López Obrador no reaccionó bien cuando trató de mitigar el impacto del desaire de Blinken, que iba a venir a México en representación de Biden, aunque sabían con antelación sus reservas, como cuando el Presidente convocó a Biden, y le dijeron a Ebrard que era inapropiada una invitación en el mes patrio. Al verse forzado a confirmar su ausencia, López Obrador dijo que vendrían representantes de otros gobiernos, comenzando por el francés y el ruso, con quienes Estados Unidos tiene diferendos por razones distintas.

Con los franceses apenas se está resolviendo una crisis en la relación bilateral por la protesta del presidente Emmanuel Macron por el acuerdo con Australia y el Reino Unido para construir una muralla frente a China en Asia, no sólo militar, sino para frenar su expansión digital, una propuesta idéntica a la que hizo el Departamento de Estado a México hace semanas, y que López Obrador rechazó. Rusia es el otro enemigo público de Estados Unidos, y el gobierno mexicano tampoco ha aceptado colaborar con Washington en contra del ciberterrorismo ruso.
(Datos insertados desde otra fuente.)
//! Observer interfaces for progress and summary reporting
//!
//! Observers never influence engine state; the engine behaves identically
//! with the no-op implementations installed.

pub mod handler;
pub mod notifier;

pub use handler::{EventLoggingHandler, LoggingHandler, LoggingHandlerChain, NoopLoggingHandler};
pub use notifier::{AssessmentNotifier, HandlerNotifier, NoopAssessmentNotifier, NotifierChain};
//! # Assessment SDK
//!
//! Reference collaborators for the assessment engine: a JSON document
//! adapter, JSON-pointer conditions, field-rule assessments and the TOML
//! plan that wires them together.

pub mod assessments;
pub mod conditions;
pub mod documents;
pub mod plan;

pub use assessments::{FieldRule, JsonFieldAssessment, RuleError};
pub use conditions::JsonPointerCondition;
pub use documents::{DocumentError, JsonDocument};
pub use plan::{AssessmentPlan, PlanError};

use assess_engine::assessment::{AssessmentSequence, ConfiguredAssessment};
use std::path::Path;

/// Load a plan file and instantiate its assessments
pub fn load_plan(
    path: impl AsRef<Path>,
    sequence: &AssessmentSequence,
) -> Result<(AssessmentPlan, Vec<ConfiguredAssessment>), PlanError> {
    let plan = AssessmentPlan::from_path(path)?;
    let assessments = plan.build(sequence)?;
    Ok((plan, assessments))
}
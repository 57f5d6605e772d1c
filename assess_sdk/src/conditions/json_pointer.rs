use crate::documents::JsonDocument;
use assess_engine::assessment::{AssessmentError, Condition};
use assess_engine::types::Document;
use serde_json::Value;

/// True when a JSON pointer resolves, optionally to an expected value
#[derive(Debug, Clone)]
pub struct JsonPointerCondition {
    pointer: String,
    expected: Option<Value>,
}

impl JsonPointerCondition {
    pub fn new(pointer: impl Into<String>) -> Self {
        Self {
            pointer: pointer.into(),
            expected: None,
        }
    }

    pub fn with_expected(mut self, expected: Value) -> Self {
        self.expected = Some(expected);
        self
    }

    pub fn pointer(&self) -> &str {
        &self.pointer
    }
}

impl Condition for JsonPointerCondition {
    fn applies_to(&self, document: &dyn Document) -> Result<bool, AssessmentError> {
        if !self.pointer.is_empty() && !self.pointer.starts_with('/') {
            return Err(AssessmentError::condition_unevaluable(
                &self.describe(),
                "JSON pointer must be empty or start with '/'",
            ));
        }

        let json = JsonDocument::downcast(document).ok_or_else(|| {
            AssessmentError::condition_unevaluable(
                &self.describe(),
                format!("{} is not a JSON document", document.system_id()),
            )
        })?;

        Ok(match (json.pointer(&self.pointer), &self.expected) {
            (None, _) => false,
            (Some(_), None) => true,
            (Some(actual), Some(expected)) => actual == expected,
        })
    }

    fn describe(&self) -> String {
        match &self.expected {
            Some(expected) => format!("{} == {}", self.pointer, expected),
            None => format!("{} exists", self.pointer),
        }
    }
}

#[cfg(test)]
mod tests {
    use super::*;
    use assess_engine::types::SourceInfo;
    use assert_matches::assert_matches;
    use serde_json::json;
    use std::any::Any;

    struct PlainText;

    impl Document for PlainText {
        fn system_id(&self) -> &str {
            "notes.txt"
        }

        fn source_infos(&self) -> Vec<SourceInfo> {
            vec![SourceInfo::new("notes.txt")]
        }

        fn as_any(&self) -> &dyn Any {
            self
        }
    }

    fn document() -> JsonDocument {
        JsonDocument::new("mem", json!({"kind": "gateway", "tls": {"enabled": false}}))
    }

    #[test]
    fn test_presence() {
        assert!(JsonPointerCondition::new("/tls").applies_to(&document()).unwrap());
        assert!(!JsonPointerCondition::new("/auth").applies_to(&document()).unwrap());
    }

    #[test]
    fn test_expected_value() {
        let gateway = JsonPointerCondition::new("/kind").with_expected(json!("gateway"));
        let proxy = JsonPointerCondition::new("/kind").with_expected(json!("proxy"));

        assert!(gateway.applies_to(&document()).unwrap());
        assert!(!proxy.applies_to(&document()).unwrap());
        assert_eq!(gateway.describe(), "/kind == \"gateway\"");
    }

    #[test]
    fn test_non_json_document_is_unevaluable() {
        assert_matches!(
            JsonPointerCondition::new("/kind").applies_to(&PlainText),
            Err(AssessmentError::ConditionUnevaluable { ref reason, .. }) if reason.contains("notes.txt")
        );
    }

    #[test]
    fn test_malformed_pointer_is_unevaluable() {
        assert_matches!(
            JsonPointerCondition::new("kind").applies_to(&document()),
            Err(AssessmentError::ConditionUnevaluable { .. })
        );
    }
}
//! # Assessment Result Types
//!
//! Immutable snapshot produced by the result builder once a run has ended.
//! Serializes to JSON for report rendering and downstream tooling.

use crate::requirements::RequirementType;
use crate::types::{ResultStatus, SourceInfo, TestResult, TestState};
use chrono::{DateTime, Utc};
use serde::{Deserialize, Serialize};
use std::collections::BTreeMap;

/// Requirement hierarchy with computed statuses for one assessment run
#[derive(Debug, Clone, PartialEq, Serialize, Deserialize)]
pub struct AssessmentResults {
    /// Unique identifier for this run
    pub run_id: String,

    pub start: DateTime<Utc>,
    pub end: DateTime<Utc>,

    pub base_requirements: Vec<BaseRequirementResult>,

    /// Documents registered as assessment targets, in registration order
    pub subjects: Vec<AssessmentSubject>,

    #[serde(default)]
    pub properties: BTreeMap<String, String>,

    pub host: HostContext,
}

#[derive(Debug, Clone, PartialEq, Serialize, Deserialize)]
pub struct BaseRequirementResult {
    pub id: String,
    #[serde(default)]
    pub statement: String,
    pub status: ResultStatus,
    pub derived_requirements: Vec<DerivedRequirementResult>,
}

#[derive(Debug, Clone, PartialEq, Serialize, Deserialize)]
pub struct DerivedRequirementResult {
    pub id: String,
    #[serde(default)]
    pub statement: String,
    pub requirement_type: RequirementType,
    #[serde(default)]
    pub conditional: bool,
    pub status: ResultStatus,
    pub test_state: TestState,
    #[serde(default)]
    pub test_results: Vec<TestResult>,
}

/// A document registered as a target of the run
#[derive(Debug, Clone, PartialEq, Eq, Serialize, Deserialize)]
pub struct AssessmentSubject {
    pub system_id: String,
    #[serde(default)]
    pub source_infos: Vec<SourceInfo>,
}

/// Host execution context
#[derive(Debug, Clone, PartialEq, Eq, Serialize, Deserialize)]
pub struct HostContext {
    pub hostname: String,
    pub os: String,
    pub arch: String,
}

impl HostContext {
    /// Detect from the running system
    pub fn from_system() -> Self {
        Self {
            hostname: hostname::get()
                .unwrap_or_else(|_| std::ffi::OsString::from("unknown"))
                .to_string_lossy()
                .to_string(),
            os: std::env::consts::OS.to_string(),
            arch: std::env::consts::ARCH.to_string(),
        }
    }

    pub fn new(hostname: impl Into<String>, os: impl Into<String>, arch: impl Into<String>) -> Self {
        Self {
            hostname: hostname.into(),
            os: os.into(),
            arch: arch.into(),
        }
    }
}

impl Default for HostContext {
    fn default() -> Self {
        Self::from_system()
    }
}

/// Number of requirements per final status
#[derive(Debug, Clone, Copy, Default, PartialEq, Eq, Serialize, Deserialize)]
pub struct StatusCounts {
    pub not_in_scope: usize,
    pub not_tested: usize,
    pub not_applicable: usize,
    pub informational: usize,
    pub pass: usize,
    pub warning: usize,
    pub fail: usize,
}

impl StatusCounts {
    pub fn record(&mut self, status: ResultStatus) {
        let slot = match status {
            ResultStatus::NotInScope => &mut self.not_in_scope,
            ResultStatus::NotTested => &mut self.not_tested,
            ResultStatus::NotApplicable => &mut self.not_applicable,
            ResultStatus::Informational => &mut self.informational,
            ResultStatus::Pass => &mut self.pass,
            ResultStatus::Warning => &mut self.warning,
            ResultStatus::Fail => &mut self.fail,
        };
        *slot += 1;
    }

    pub fn get(&self, status: ResultStatus) -> usize {
        match status {
            ResultStatus::NotInScope => self.not_in_scope,
            ResultStatus::NotTested => self.not_tested,
            ResultStatus::NotApplicable => self.not_applicable,
            ResultStatus::Informational => self.informational,
            ResultStatus::Pass => self.pass,
            ResultStatus::Warning => self.warning,
            ResultStatus::Fail => self.fail,
        }
    }

    pub fn total(&self) -> usize {
        ResultStatus::ALL.iter().map(|s| self.get(*s)).sum()
    }
}

impl AssessmentResults {
    /// Serialize to pretty JSON
    pub fn to_json(&self) -> Result<String, serde_json::Error> {
        serde_json::to_string_pretty(self)
    }

    pub fn to_json_compact(&self) -> Result<String, serde_json::Error> {
        serde_json::to_string(self)
    }

    pub fn from_json(json: &str) -> Result<Self, serde_json::Error> {
        serde_json::from_str(json)
    }

    pub fn duration_ms(&self) -> i64 {
        (self.end - self.start).num_milliseconds()
    }

    /// Most severe base requirement status; `NotInScope` for an empty catalogue
    pub fn overall_status(&self) -> ResultStatus {
        self.base_requirements
            .iter()
            .map(|b| b.status)
            .max()
            .unwrap_or(ResultStatus::NotInScope)
    }

    pub fn is_failure(&self) -> bool {
        self.overall_status().is_failure()
    }

    pub fn base_requirement(&self, id: &str) -> Option<&BaseRequirementResult> {
        self.base_requirements.iter().find(|b| b.id == id)
    }

    pub fn derived_requirement(&self, id: &str) -> Option<&DerivedRequirementResult> {
        self.base_requirements
            .iter()
            .flat_map(|b| b.derived_requirements.iter())
            .find(|d| d.id == id)
    }

    /// Counts over derived requirements
    pub fn status_counts(&self) -> StatusCounts {
        let mut counts = StatusCounts::default();
        for derived in self
            .base_requirements
            .iter()
            .flat_map(|b| b.derived_requirements.iter())
        {
            counts.record(derived.status);
        }
        counts
    }

    pub fn total_test_results(&self) -> usize {
        self.base_requirements
            .iter()
            .flat_map(|b| b.derived_requirements.iter())
            .map(|d| d.test_results.len())
            .sum()
    }
}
La semana había arrancado con la afirmación optimista de López Obrador de que, al haber concluido la vacunación contra el Covid-19 en todos los municipios fronterizos, no había más impedimentos para la reapertura de la frontera con Estados Unidos. Ken Salazar, embajador de ese país en México, dijo que no sería así y la frontera se mantendría cerrada a todo tráfico no esencial. A mitad de la semana, en un anuncio totalmente fuera de contexto, el Departamento de Estado triplicó a 15 millones de dólares la recompensa por información que lleve a la captura de Ismael el Mayo Zambada, subrayando su relevancia como líder del narcotráfico en México y elevando el costo político a López Obrador de no actuar en contra del Cártel de Sinaloa, que en México no tiene una sola carpeta de investigación abierta.

Las señales estaban muy claras para entonces. Lo toleraron en silencio muchos meses, pero por lo que sucedió en unos cuantos días, tras la cumbre de la Comunidad de Estados Latinoamericanos y Caribeños, con el colofón de un discurso grabado del presidente chino, Xi Jinping, modificó el tratamiento público de Washington hacia López Obrador. ¿Para dónde irá la relación? Lo podrida que está buscará contenerse. Habrá diplomacia activa estadounidense, como ya lo dejó ver Salazar, y llamadas de atención fuertes, como las de esta semana. Escalará en la medida que López Obrador la quiera escalar. Pero lo que quedó claro es que si quería su atención crítica, ya la tiene. El lobo que tantas veces le dijo Ebrard que venía, era de verdad.